── Recorded data

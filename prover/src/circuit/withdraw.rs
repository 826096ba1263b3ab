//! Withdraw Circuit
//!
//! Proves the caller may release `amount` from the pool to `recipient`.
//!
//! ```text
//! Public Inputs (in order):
//!   - root:           Merkle root the commitment is proven against
//!   - nullifier_hash: H(commitment, secret)
//!   - recipient:      Destination address, reduced into the field
//!   - amount:         Released amount in lamports
//!
//! Private Witness:
//!   - secret
//!   - path_elements[TREE_DEPTH]
//!   - path_indices[TREE_DEPTH]
//! ```
//!
//! `recipient` takes part in no constraint; the Groth16 verification
//! equation binds it to the proof.

use ark_bn254::Fr;
use ark_crypto_primitives::sponge::poseidon::PoseidonConfig;
use ark_r1cs_std::{fields::fp::FpVar, prelude::*};
use ark_relations::r1cs::{ConstraintSynthesizer, ConstraintSystemRef, SynthesisError};
use whalevault_privacy::{default_hasher, field_from_bytes};

use crate::circuit::spend::enforce_spend;
use crate::witness::{SpendWitness, WithdrawPublicInputs};

#[derive(Clone)]
pub struct WithdrawCircuit {
    // --- Public Inputs ---
    pub public: Option<WithdrawPublicInputs>,

    // --- Private Witness ---
    pub spend: Option<SpendWitness>,

    // --- Circuit config ---
    pub poseidon_config: PoseidonConfig<Fr>,
}

impl WithdrawCircuit {
    pub fn new(public: WithdrawPublicInputs, spend: SpendWitness) -> Self {
        Self {
            public: Some(public),
            spend: Some(spend),
            poseidon_config: default_hasher().config().clone(),
        }
    }

    /// Circuit shape without assignments, for key generation.
    pub fn blank() -> Self {
        Self {
            public: None,
            spend: None,
            poseidon_config: default_hasher().config().clone(),
        }
    }
}

impl ConstraintSynthesizer<Fr> for WithdrawCircuit {
    fn generate_constraints(self, cs: ConstraintSystemRef<Fr>) -> Result<(), SynthesisError> {
        let public = self.public.as_ref();
        let input = |f: fn(&WithdrawPublicInputs) -> Fr| {
            move || public.map(f).ok_or(SynthesisError::AssignmentMissing)
        };

        let root = FpVar::new_input(cs.clone(), input(|p| p.root))?;
        let nullifier_hash = FpVar::new_input(cs.clone(), input(|p| p.nullifier_hash))?;
        let _recipient = FpVar::new_input(cs.clone(), input(|p| field_from_bytes(&p.recipient)))?;
        let amount = FpVar::new_input(cs.clone(), input(|p| Fr::from(p.amount)))?;

        enforce_spend(
            cs,
            &self.poseidon_config,
            &amount,
            &root,
            &nullifier_hash,
            self.spend.as_ref(),
        )
    }
}

#[cfg(test)]
mod tests {
    use super::*;
    use ark_relations::r1cs::ConstraintSystem;
    use whalevault_privacy::{MerkleTree, Secret, commitment, nullifier};

    use crate::constants::NUM_PUBLIC_INPUTS;

    fn setup(amount: u64, secret: &Secret) -> (WithdrawPublicInputs, SpendWitness) {
        let mut tree = MerkleTree::new();
        tree.insert(&commitment(7_000_000, &Secret::from_bytes([9; 32])).unwrap())
            .unwrap();
        let c = commitment(amount, secret).unwrap();
        let index = tree.insert(&c).unwrap();
        let path = tree.path(index).unwrap();

        let public = WithdrawPublicInputs {
            root: tree.root(),
            nullifier_hash: nullifier(&c, secret).to_field(),
            recipient: [7u8; 32],
            amount,
        };
        (public, SpendWitness::new(secret.clone(), &path).unwrap())
    }

    fn satisfied(circuit: WithdrawCircuit) -> bool {
        let cs = ConstraintSystem::<Fr>::new_ref();
        circuit.generate_constraints(cs.clone()).unwrap();
        cs.is_satisfied().unwrap()
    }

    #[test]
    fn test_valid_withdraw_satisfied() {
        let secret = Secret::from_bytes([0x42; 32]);
        let (public, spend) = setup(1_000_000_000, &secret);

        let cs = ConstraintSystem::<Fr>::new_ref();
        WithdrawCircuit::new(public, spend)
            .generate_constraints(cs.clone())
            .unwrap();
        assert!(cs.is_satisfied().unwrap());
        // instance variables include the constant one
        assert_eq!(cs.num_instance_variables(), NUM_PUBLIC_INPUTS + 1);
    }

    #[test]
    fn test_wrong_amount_unsatisfied() {
        let secret = Secret::from_bytes([0x42; 32]);
        let (mut public, spend) = setup(1_000_000_000, &secret);
        public.amount = 2_000_000_000;
        assert!(!satisfied(WithdrawCircuit::new(public, spend)));
    }

    #[test]
    fn test_wrong_nullifier_unsatisfied() {
        let secret = Secret::from_bytes([0x42; 32]);
        let (mut public, spend) = setup(1_000_000_000, &secret);
        public.nullifier_hash += Fr::from(1u64);
        assert!(!satisfied(WithdrawCircuit::new(public, spend)));
    }

    #[test]
    fn test_wrong_secret_unsatisfied() {
        let secret = Secret::from_bytes([0x42; 32]);
        let (public, mut spend) = setup(1_000_000_000, &secret);
        spend.secret = Secret::from_bytes([0x43; 32]);
        assert!(!satisfied(WithdrawCircuit::new(public, spend)));
    }

    #[test]
    fn test_recipient_does_not_affect_satisfiability() {
        let secret = Secret::from_bytes([0x42; 32]);
        let (mut public, spend) = setup(1_000_000_000, &secret);
        public.recipient = [0xee; 32];
        assert!(satisfied(WithdrawCircuit::new(public, spend)));
    }
}
//! Witness and public-input types shared by both circuits.

use ark_bn254::Fr;
use whalevault_privacy::{
    Commitment, CommitmentScheme, FieldHasher, MerklePath, Nullifier, Secret, TREE_DEPTH,
    field_from_bytes, field_to_bytes,
};

use crate::constants::PUBLIC_INPUT_SIZE;
use crate::error::{ProverError, Result};

/// Private data proving ownership of one leaf.
#[derive(Clone, Debug)]
pub struct SpendWitness {
    pub secret: Secret,
    pub siblings: Vec<Fr>,
    pub indices: Vec<bool>,
}

impl SpendWitness {
    pub fn new(secret: Secret, path: &MerklePath) -> Result<Self> {
        if path.siblings.len() != TREE_DEPTH || path.indices.len() != TREE_DEPTH {
            return Err(ProverError::Witness(whalevault_privacy::PrivacyError::PathLength {
                expected: TREE_DEPTH,
                actual: path.siblings.len().min(path.indices.len()),
            }));
        }
        Ok(Self {
            secret,
            siblings: path.siblings.clone(),
            indices: path.indices.clone(),
        })
    }

    /// All-zero witness used for key generation.
    pub fn blank() -> Self {
        Self {
            secret: Secret::from_bytes([0u8; 32]),
            siblings: vec![Fr::from(0u64); TREE_DEPTH],
            indices: vec![false; TREE_DEPTH],
        }
    }
}

/// Public inputs of the withdraw circuit, in verifier order.
#[derive(Clone, Debug, PartialEq)]
pub struct WithdrawPublicInputs {
    pub root: Fr,
    pub nullifier_hash: Fr,
    /// Recipient address bytes, reduced into the field
    pub recipient: [u8; 32],
    pub amount: u64,
}

impl WithdrawPublicInputs {
    pub fn to_field_elements(&self) -> Vec<Fr> {
        vec![
            self.root,
            self.nullifier_hash,
            field_from_bytes(&self.recipient),
            Fr::from(self.amount),
        ]
    }
}

/// Public inputs of the transfer circuit, in verifier order.
#[derive(Clone, Debug, PartialEq)]
pub struct TransferPublicInputs {
    pub root: Fr,
    pub nullifier_hash: Fr,
    pub new_commitment: Fr,
    pub amount: u64,
}

impl TransferPublicInputs {
    pub fn to_field_elements(&self) -> Vec<Fr> {
        vec![
            self.root,
            self.nullifier_hash,
            self.new_commitment,
            Fr::from(self.amount),
        ]
    }
}

/// Encode public inputs as 32-byte big-endian words.
pub fn public_inputs_to_bytes(inputs: &[Fr]) -> Vec<[u8; PUBLIC_INPUT_SIZE]> {
    inputs.iter().map(|f| field_to_bytes(*f)).collect()
}

/// Decode 32-byte big-endian words.
pub fn public_inputs_from_bytes(inputs: &[[u8; PUBLIC_INPUT_SIZE]]) -> Vec<Fr> {
    inputs.iter().map(field_from_bytes).collect()
}

/// Everything a spend needs that is derived from (amount, secret) and the
/// current tree: the commitment, its nullifier, and the membership witness.
#[derive(Clone, Debug)]
pub struct SpendStatement {
    pub commitment: Commitment,
    pub nullifier: Nullifier,
    pub root: Fr,
    pub witness: SpendWitness,
}

impl SpendStatement {
    /// Build the statement, checking natively that `path` leads from the
    /// commitment to `root`.
    pub fn build<H: FieldHasher>(
        scheme: &CommitmentScheme<H>,
        amount: u64,
        secret: Secret,
        path: &MerklePath,
        root: Fr,
    ) -> Result<Self> {
        let commitment = scheme.commit(amount, &secret)?;
        let computed = path.compute_root(scheme.hasher(), commitment.to_field())?;
        if computed != root {
            return Err(ProverError::RootMismatch);
        }
        let nullifier = scheme.nullifier(&commitment, &secret);
        Ok(Self {
            commitment,
            nullifier,
            root,
            witness: SpendWitness::new(secret, path)?,
        })
    }
}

────

Required action — What lines above hold the word "Private"? Pull each one out.

The answer —
//! Private Witness:
    // --- Private Witness ---
/// Private data proving ownership of one leaf.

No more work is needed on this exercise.